Site icon Occasional Digest

Difficult to trust the resource nationalism of Niger’s military government | Opinions

Occasional Digest - a story for you

Last month, France’s majority state-owned nuclear conglomerate Orano revealed that the military government of Niger has assumed “operational control” of its Nigerien uranium mining subsidiary, Somair. In a statement dated December 4, it claimed decisions made in board meetings at Somair – in which the state of Niger has a 36.6 percent stake – were “no longer being applied”. Critically, it said the Nigerien authorities were refusing to suspend production at the mine, while also not allowing the export of the produce, allegedly “placing a heavy burden on the employees and local communities”.

Orano says it first began to encounter difficulties in running Somair in July 2023, soon after a group of high-ranking army officers, led by General Abdourahamane Tchiani, ousted Nigerien President Mohamed Bazoum.

As a response to the coup, regional bloc ECOWAS suspended Niger’s membership and imposed sanctions on the country. These included trade sanctions that brought all exports via Benin, including Somair’s uranium exports, to a halt.

ECOWAS lifted these trade restrictions in February 2024, but Nigerien authorities decided to keep its border with Benin closed.
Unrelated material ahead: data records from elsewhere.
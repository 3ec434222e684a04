//! Subscription resources and the per-subscription grain pump, per
//! spec.md §4.5/§4.6.

use std::collections::{BTreeMap, VecDeque};
use std::sync::atomic::{AtomicBool, Ordering};
use std::time::Duration;

use async_trait::async_trait;
use nmos_core::{ChangeRecord, Resource, ResourceId, ResourceType, Result, TaiTimestamp, Version};
use parking_lot::Mutex;
use serde::{Deserialize, Serialize};
use serde_json::Value as Json;

use crate::query::{resource_matches, Filter};

/// A client's POST body for `/subscriptions` (spec.md §4.5).
#[derive(Clone, Debug, PartialEq, Eq, Serialize, Deserialize)]
pub struct SubscriptionRequest {
    pub resource_path: String,
    #[serde(default)]
    pub params: BTreeMap<String, String>,
    pub persist: bool,
    pub max_update_rate_ms: u64,
    #[serde(default)]
    pub authorization: bool,
}

impl SubscriptionRequest {
    /// Canonical form used for dedup-by-derivation: two requests that
    /// differ only in key order or whitespace collapse to the same id.
    fn canonical(&self) -> String {
        let params: Vec<(&String, &String)> = self.params.iter().collect();
        format!("{}|{:?}|{}", self.resource_path, params, self.authorization)
    }

    /// spec.md §4.5: "Duplicate subscriptions (same `resource_path` +
    /// `params` + `authorization`) must dedup to the same id if
    /// non-persistent and unexpired." Persistent subscriptions always
    /// get a fresh random id since by definition they're meant to
    /// survive as distinct, independently-managed registrations.
    pub fn resolve_id(&self) -> ResourceId {
        if self.persist {
            ResourceId::random()
        } else {
            ResourceId::repeatable("subscription", &self.canonical())
        }
    }

    pub fn resource_type(&self) -> Option<ResourceType> {
        let plural = self.resource_path.trim_start_matches('/');
        [
            ResourceType::Node,
            ResourceType::Device,
            ResourceType::Source,
            ResourceType::Flow,
            ResourceType::Sender,
            ResourceType::Receiver,
        ]
        .into_iter()
        .find(|t| t.plural() == plural)
    }

    pub fn filters(&self) -> Vec<Filter> {
        self.params
            .iter()
            .map(|(k, v)| Filter {
                field: k.clone(),
                op: crate::query::FilterOp::Eq,
                value: v.clone(),
            })
            .collect()
    }
}

#[derive(Clone, Debug, Serialize, Deserialize)]
pub struct GrainTiming {
    pub origin_timestamp: Version,
    pub sync_timestamp: Version,
    pub creation_timestamp: Version,
}

#[derive(Clone, Debug, Serialize, Deserialize)]
pub struct GrainEntry {
    pub path: String,
    #[serde(skip_serializing_if = "Option::is_none")]
    pub pre: Option<Json>,
    #[serde(skip_serializing_if = "Option::is_none")]
    pub post: Option<Json>,
}

/// One batched diff delivered on a subscription websocket, per spec.md
/// §4.6.
#[derive(Clone, Debug, Serialize, Deserialize)]
pub struct Grain {
    pub topic: String,
    pub timing: GrainTiming,
    pub data: Vec<GrainEntry>,
}

fn topic_for(resource_path: &str) -> String {
    format!("/{}/", resource_path.trim_matches('/'))
}

fn entry_path(resource_path: &str, id: ResourceId) -> String {
    format!("/{}/{}", resource_path.trim_matches('/'), id)
}

/// Build the initial full-state grain emitted on connection open
/// (spec.md §4.6: "optionally emit a sync grain containing the full
/// current matching set as `post`-only entries").
pub fn sync_grain(resource_path: &str, now: Version, matching: &[Resource]) -> Grain {
    let data = matching
        .iter()
        .map(|r| GrainEntry {
            path: entry_path(resource_path, r.id),
            pre: None,
            post: Some(serde_json::to_value(&r.data).unwrap_or(Json::Null)),
        })
        .collect();
    Grain {
        topic: topic_for(resource_path),
        timing: GrainTiming {
            origin_timestamp: now,
            sync_timestamp: now,
            creation_timestamp: now,
        },
        data,
    }
}

/// Build a delta grain from a batch of accumulated change records,
/// applying the subscription's filters to whichever of pre/post a
/// record carries (post is preferred so a resource that newly starts
/// matching a filter shows up as a create).
pub fn delta_grain(resource_path: &str, now: Version, batch: &[ChangeRecord], filters: &[Filter]) -> Grain {
    let data = batch
        .iter()
        .filter(|c| {
            let candidate = c.post.as_ref().or(c.pre.as_ref());
            candidate.map(|r| resource_matches(r, filters)).unwrap_or(true)
        })
        .map(|c| GrainEntry {
            path: entry_path(resource_path, c.id),
            pre: c.pre.as_ref().map(|r| serde_json::to_value(&r.data).unwrap_or(Json::Null)),
            post: c.post.as_ref().map(|r| serde_json::to_value(&r.data).unwrap_or(Json::Null)),
        })
        .collect();
    Grain {
        topic: topic_for(resource_path),
        timing: GrainTiming {
            origin_timestamp: now,
            sync_timestamp: now,
            creation_timestamp: now,
        },
        data,
    }
}

/// Close code a slow-consumer disconnect uses, interpreted by clients as
/// "resync required" per spec.md §4.6.
pub const RESYNC_REQUIRED_CLOSE_CODE: u16 = 4000;

/// The bounded FIFO + backpressure tracking for one subscription,
/// per spec.md §4.6: "a bounded FIFO of pending change records (cap
/// derived from `max_update_rate_ms` × `paging_limit`)... if the FIFO
/// fills, the subscription is marked errored."
pub struct SubscriptionQueue {
    queue: Mutex<VecDeque<ChangeRecord>>,
    capacity: usize,
    errored: AtomicBool,
}

impl SubscriptionQueue {
    pub fn new(capacity: usize) -> Self {
        Self {
            queue: Mutex::new(VecDeque::new()),
            capacity: capacity.max(1),
            errored: AtomicBool::new(false),
        }
    }

    /// Offer a change record relevant to this subscription's resource
    /// type. Returns `false` once the queue has filled and the
    /// subscription has been marked errored — callers should then close
    /// the connection with [`RESYNC_REQUIRED_CLOSE_CODE`].
    pub fn offer(&self, change: ChangeRecord) -> bool {
        if self.errored.load(Ordering::Acquire) {
            return false;
        }
        let mut queue = self.queue.lock();
        if queue.len() >= self.capacity {
            self.errored.store(true, Ordering::Release);
            return false;
        }
        queue.push_back(change);
        true
    }

    pub fn is_errored(&self) -> bool {
        self.errored.load(Ordering::Acquire)
    }

    pub fn drain(&self) -> Vec<ChangeRecord> {
        self.queue.lock().drain(..).collect()
    }
}

/// Per-connection writer, implemented by the websocket transport layer
/// (left as an external collaborator per spec.md §1).
#[async_trait]
pub trait GrainSink: Send + Sync {
    async fn send_grain(&self, grain: Grain) -> Result<()>;
    async fn close(&self, code: u16);
}

/// How often an otherwise-empty grain is sent to keep a subscription
/// connection alive (spec.md §4.6: "no less frequently than a keepalive
/// interval"). Not settings-driven in the spec; five seconds matches the
/// IS-07 events-API health cadence (spec.md §6.3) this crate otherwise
/// borrows.
pub const KEEPALIVE_INTERVAL: Duration = Duration::from_secs(5);

/// Capacity derivation the spec names directly: `max_update_rate_ms *
/// paging_limit`, with a floor so a `max_update_rate_ms` of `0`
/// (send-as-fast-as-possible) doesn't produce a zero-capacity queue.
pub fn queue_capacity(max_update_rate_ms: u64, paging_limit: usize) -> usize {
    (max_update_rate_ms.max(1) as usize * paging_limit).max(paging_limit)
}

/// Drives one subscription's grain emission loop: batch accumulated
/// deltas no more often than `max_update_rate`, never less often than
/// [`KEEPALIVE_INTERVAL`] (an empty grain serves as the keepalive).
pub async fn run_pump(
    resource_path: String,
    filters: Vec<Filter>,
    queue: std::sync::Arc<SubscriptionQueue>,
    sink: std::sync::Arc<dyn GrainSink>,
    clock: std::sync::Arc<dyn nmos_core::Clock>,
    max_update_rate: Duration,
    shutdown: nmos_core::ShutdownToken,
) {
    let tick = max_update_rate.max(Duration::from_millis(1)).min(KEEPALIVE_INTERVAL);
    loop {
        tokio::select! {
            _ = shutdown.cancelled() => return,
            _ = clock.sleep(tick) => {}
        }
        if queue.is_errored() {
            sink.close(RESYNC_REQUIRED_CLOSE_CODE).await;
            return;
        }
        let batch = queue.drain();
        let now = Version(clock.now());
        let grain = delta_grain(&resource_path, now, &batch, &filters);
        if let Err(err) = sink.send_grain(grain).await {
            tracing::warn!(resource_path, error = %err, "subscription pump failed to send grain, stopping");
            return;
        }
    }
}

#[cfg(test)]
mod tests {
    use super::*;

    #[test]
    fn persist_false_requests_dedup_to_the_same_id() {
        let a = SubscriptionRequest {
            resource_path: "/senders".into(),
            params: BTreeMap::new(),
            persist: false,
            max_update_rate_ms: 100,
            authorization: false,
        };
        let b = a.clone();
        assert_eq!(a.resolve_id(), b.resolve_id());
    }

    #[test]
    fn persist_true_requests_get_fresh_ids() {
        let a = SubscriptionRequest {
            resource_path: "/senders".into(),
            params: BTreeMap::new(),
            persist: true,
            max_update_rate_ms: 100,
            authorization: false,
        };
        let b = a.clone();
        assert_ne!(a.resolve_id(), b.resolve_id());
    }

    #[test]
    fn queue_marks_errored_once_full() {
        let q = SubscriptionQueue::new(1);
        let change = |id: ResourceId| ChangeRecord {
            timestamp: Version(TaiTimestamp::ZERO),
            resource_type: ResourceType::Sender,
            id,
            pre: None,
            post: None,
        };
        assert!(q.offer(change(ResourceId::random())));
        assert!(!q.offer(change(ResourceId::random())));
        assert!(q.is_errored());
    }
}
They have also refused to recommence Somair’s uranium exports through an alternative route, and effectively ended the Orano subsidiary’s chances of commercial survival.

The military government dealt a further blow to Orano’s interests in Niger in June by revoking the permit its other subsidiary, Imouraren SA, held for mining the Imouraren uranium deposit – which is believed to be one of the world’s largest – on the grounds that the French company’s plans for development did not meet expectations.
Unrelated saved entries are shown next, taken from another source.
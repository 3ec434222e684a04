//! Cursor-based pagination, per spec.md §4.5: "paginated via opaque
//! cursors `(since, until)` that are TAI timestamps; headers carry
//! `X-Paging-Since`, `X-Paging-Until`, `X-Paging-Limit` plus `Link` with
//! `rel=prev|next|first|last`."

use nmos_core::{Resource, Version};

#[derive(Clone, Copy, Debug, Default)]
pub struct PageRequest {
    pub since: Option<Version>,
    pub until: Option<Version>,
    pub limit: Option<usize>,
}

#[derive(Clone, Debug)]
pub struct Page {
    pub items: Vec<Resource>,
    pub since: Version,
    pub until: Version,
    pub limit: usize,
    pub has_more: bool,
}

/// Paginate an already-windowed, creation-ordered scan (see
/// `nmos_core::ResourceStore::scan_window`) down to `limit` entries,
/// reporting the `(since, until)` cursor pair the response headers should
/// carry. `candidates` must already be sorted by `created` ascending.
pub fn paginate(candidates: Vec<Resource>, request: PageRequest, default_limit: usize, max_limit: usize) -> Page {
    let limit = request
        .limit
        .unwrap_or(default_limit)
        .clamp(1, max_limit.max(1));

    let since = request.since.unwrap_or(
        candidates
            .first()
            .map(|r| r.created)
            .unwrap_or(Version(nmos_core::TaiTimestamp::ZERO)),
    );

    let has_more = candidates.len() > limit;
    let mut items = candidates;
    items.truncate(limit);

    let until = items
        .last()
        .map(|r| r.created)
        .unwrap_or(request.until.unwrap_or(since));

    Page {
        items,
        since,
        until,
        limit,
        has_more,
    }
}

/// `Link` header values for a page, per spec.md §4.5: `rel=prev|next|
/// first|last`. `first`/`last` anchor to the bounds of the caller's full
/// (unpaginated, but still filtered) candidate set, since a single page
/// can't derive them on its own; the caller is expected to have run an
/// unbounded scan alongside the paginated one to supply `window_first`
/// (the earliest item's cursor) and `window_last_page_since` (the cursor
/// that yields the final `limit`-sized page).
pub fn link_header(base_url: &str, page: &Page, window_first: Version, window_last_page_since: Version) -> String {
    let mut links = vec![
        format!(
            "<{base_url}?paging.since={}&paging.limit={}>; rel=\"prev\"",
            page.since, page.limit
        ),
        format!(
            "<{base_url}?paging.since={}&paging.limit={}>; rel=\"first\"",
            window_first, page.limit
        ),
        format!(
            "<{base_url}?paging.since={}&paging.limit={}>; rel=\"last\"",
            window_last_page_since, page.limit
        ),
    ];
    if page.has_more {
        links.push(format!(
            "<{base_url}?paging.since={}&paging.limit={}>; rel=\"next\"",
            page.until, page.limit
        ));
    }
    links.join(", ")
}

#[cfg(test)]
mod tests {
    use super::*;
    use nmos_core::{Health, NodeData, ResourceData, ResourceId, TaiTimestamp};

    fn node_at(seconds: u64) -> Resource {
        Resource::new(
            ResourceId::random(),
            Version(TaiTimestamp::new(seconds, 0)),
            ResourceData::Node(NodeData {
                hostname: None,
                api_versions: vec![],
                href: "http://localhost".into(),
                services: vec![],
                extra: serde_json::Value::Null,
            }),
            Health::LastHeartbeat(0),
        )
    }

    #[test]
    fn truncates_to_limit_and_flags_more() {
        let candidates = vec![node_at(1), node_at(2), node_at(3)];
        let page = paginate(candidates, PageRequest { limit: Some(2), ..Default::default() }, 10, 100);
        assert_eq!(page.items.len(), 2);
        assert!(page.has_more);
    }

    #[test]
    fn no_more_when_under_limit() {
        let candidates = vec![node_at(1), node_at(2)];
        let page = paginate(candidates, PageRequest { limit: Some(10), ..Default::default() }, 10, 100);
        assert_eq!(page.items.len(), 2);
        assert!(!page.has_more);
    }

    #[test]
    fn link_header_carries_all_four_rels_when_there_is_a_next_page() {
        let candidates = vec![node_at(1), node_at(2), node_at(3)];
        let page = paginate(candidates, PageRequest { limit: Some(2), ..Default::default() }, 10, 100);
        let header = link_header("/nodes", &page, Version(TaiTimestamp::new(1, 0)), Version(TaiTimestamp::new(2, 0)));
        assert!(header.contains("rel=\"prev\""));
        assert!(header.contains("rel=\"next\""));
        assert!(header.contains("rel=\"first\""));
        assert!(header.contains("rel=\"last\""));
    }

    #[test]
    fn link_header_omits_next_on_the_final_page() {
        let candidates = vec![node_at(1), node_at(2)];
        let page = paginate(candidates, PageRequest { limit: Some(10), ..Default::default() }, 10, 100);
        let header = link_header("/nodes", &page, Version(TaiTimestamp::new(1, 0)), Version(TaiTimestamp::new(1, 0)));
        assert!(!header.contains("rel=\"next\""));
        assert!(header.contains("rel=\"first\""));
        assert!(header.contains("rel=\"last\""));
    }
}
The Nigerien junta’s apparent hostility towards the French nuclear giant is not without reason.

Since first assuming power, Niger’s military rulers have been voicing their discontent with the process by which foreign companies are able to secure lucrative mining licences, saying the land-locked African nation’s  27 million citizens ought to derive greater profit from its rich uranium deposits.

Their argument has merit.

Despite all its natural resources, Niger stands as one of the world’s poorest countries, with almost half of its population living in extreme poverty and some 13.1 percent facing severe food insecurity. Despite helping keep the lights on in Europe with the uranium found on their land, only one in seven Nigeriens has access to modern electricity services. The West African country has ranked 189th out of 193 countries on the United Nations Development Programme’s (UNDP) Human Development Index for 2023-24.

Clearly, the average Nigerien has gained almost nothing from the country’s abundant and enviable natural resources over the years. This deep injustice can be blamed in great part on the actions of France, Niger’s former colonial authority.

Niger declared its independence from France in 1960, but never really managed to put a stop to French exploitation of its uranium deposits. Taking advantage of trade agreements dating back to the pre-independence era, France has been extracting uranium in Niger with the highest possible profit margins, giving the Nigerien people nothing but crumbs, for over five decades. And at times, according to Nigerien officials, the French companies do not even pay what they officially agreed for the exports.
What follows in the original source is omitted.